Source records
○ ○ ○ ○

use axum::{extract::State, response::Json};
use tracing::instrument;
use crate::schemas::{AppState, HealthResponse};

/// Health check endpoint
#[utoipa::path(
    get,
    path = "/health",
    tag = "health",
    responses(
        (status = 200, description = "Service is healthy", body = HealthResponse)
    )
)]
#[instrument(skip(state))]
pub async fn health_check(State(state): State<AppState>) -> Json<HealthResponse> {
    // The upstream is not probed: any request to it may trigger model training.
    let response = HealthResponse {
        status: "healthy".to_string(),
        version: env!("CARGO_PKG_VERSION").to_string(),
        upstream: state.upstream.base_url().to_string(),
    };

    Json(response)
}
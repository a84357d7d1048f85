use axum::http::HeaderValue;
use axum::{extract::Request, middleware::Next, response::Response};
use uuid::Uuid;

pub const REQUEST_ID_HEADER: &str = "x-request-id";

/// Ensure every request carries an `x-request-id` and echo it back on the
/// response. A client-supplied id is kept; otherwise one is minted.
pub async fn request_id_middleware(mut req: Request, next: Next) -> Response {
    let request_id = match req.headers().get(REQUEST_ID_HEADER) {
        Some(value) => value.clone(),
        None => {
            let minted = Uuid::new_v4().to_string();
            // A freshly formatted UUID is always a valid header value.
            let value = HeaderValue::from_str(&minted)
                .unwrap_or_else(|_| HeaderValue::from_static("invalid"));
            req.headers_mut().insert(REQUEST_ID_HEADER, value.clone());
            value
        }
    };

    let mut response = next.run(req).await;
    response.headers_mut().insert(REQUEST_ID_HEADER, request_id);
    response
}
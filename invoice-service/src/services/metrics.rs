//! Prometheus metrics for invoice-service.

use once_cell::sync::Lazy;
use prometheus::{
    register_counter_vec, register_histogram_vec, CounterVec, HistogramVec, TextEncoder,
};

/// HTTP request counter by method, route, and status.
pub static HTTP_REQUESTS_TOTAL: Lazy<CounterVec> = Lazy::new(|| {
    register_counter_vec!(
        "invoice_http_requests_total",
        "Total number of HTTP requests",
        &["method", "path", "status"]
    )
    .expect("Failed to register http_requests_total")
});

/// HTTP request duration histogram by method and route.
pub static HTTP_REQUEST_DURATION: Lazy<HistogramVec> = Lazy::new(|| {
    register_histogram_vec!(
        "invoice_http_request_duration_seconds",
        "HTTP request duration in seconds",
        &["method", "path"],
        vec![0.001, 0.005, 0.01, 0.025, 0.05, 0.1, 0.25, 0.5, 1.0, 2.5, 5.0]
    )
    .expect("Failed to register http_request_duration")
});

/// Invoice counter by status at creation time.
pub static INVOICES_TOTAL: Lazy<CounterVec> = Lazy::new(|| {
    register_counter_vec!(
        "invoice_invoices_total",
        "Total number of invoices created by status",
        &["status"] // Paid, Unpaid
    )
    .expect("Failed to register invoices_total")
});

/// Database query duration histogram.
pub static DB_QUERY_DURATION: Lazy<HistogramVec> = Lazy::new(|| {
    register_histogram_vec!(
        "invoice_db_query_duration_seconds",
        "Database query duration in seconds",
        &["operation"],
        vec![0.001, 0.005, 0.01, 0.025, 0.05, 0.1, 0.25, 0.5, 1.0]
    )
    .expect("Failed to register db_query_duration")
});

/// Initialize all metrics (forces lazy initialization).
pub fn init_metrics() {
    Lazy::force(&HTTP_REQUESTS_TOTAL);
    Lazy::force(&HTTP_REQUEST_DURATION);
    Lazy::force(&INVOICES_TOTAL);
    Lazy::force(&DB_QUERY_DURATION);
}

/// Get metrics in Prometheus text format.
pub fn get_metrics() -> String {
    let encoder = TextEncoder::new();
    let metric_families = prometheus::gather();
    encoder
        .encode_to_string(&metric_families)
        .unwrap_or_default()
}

○ ○ ○ ○

▶ [WORK ITEM] Determine how many lines in the data include the word "AppState". Answer with that number alone.

▶ [EXERCISE SOLUTION] 2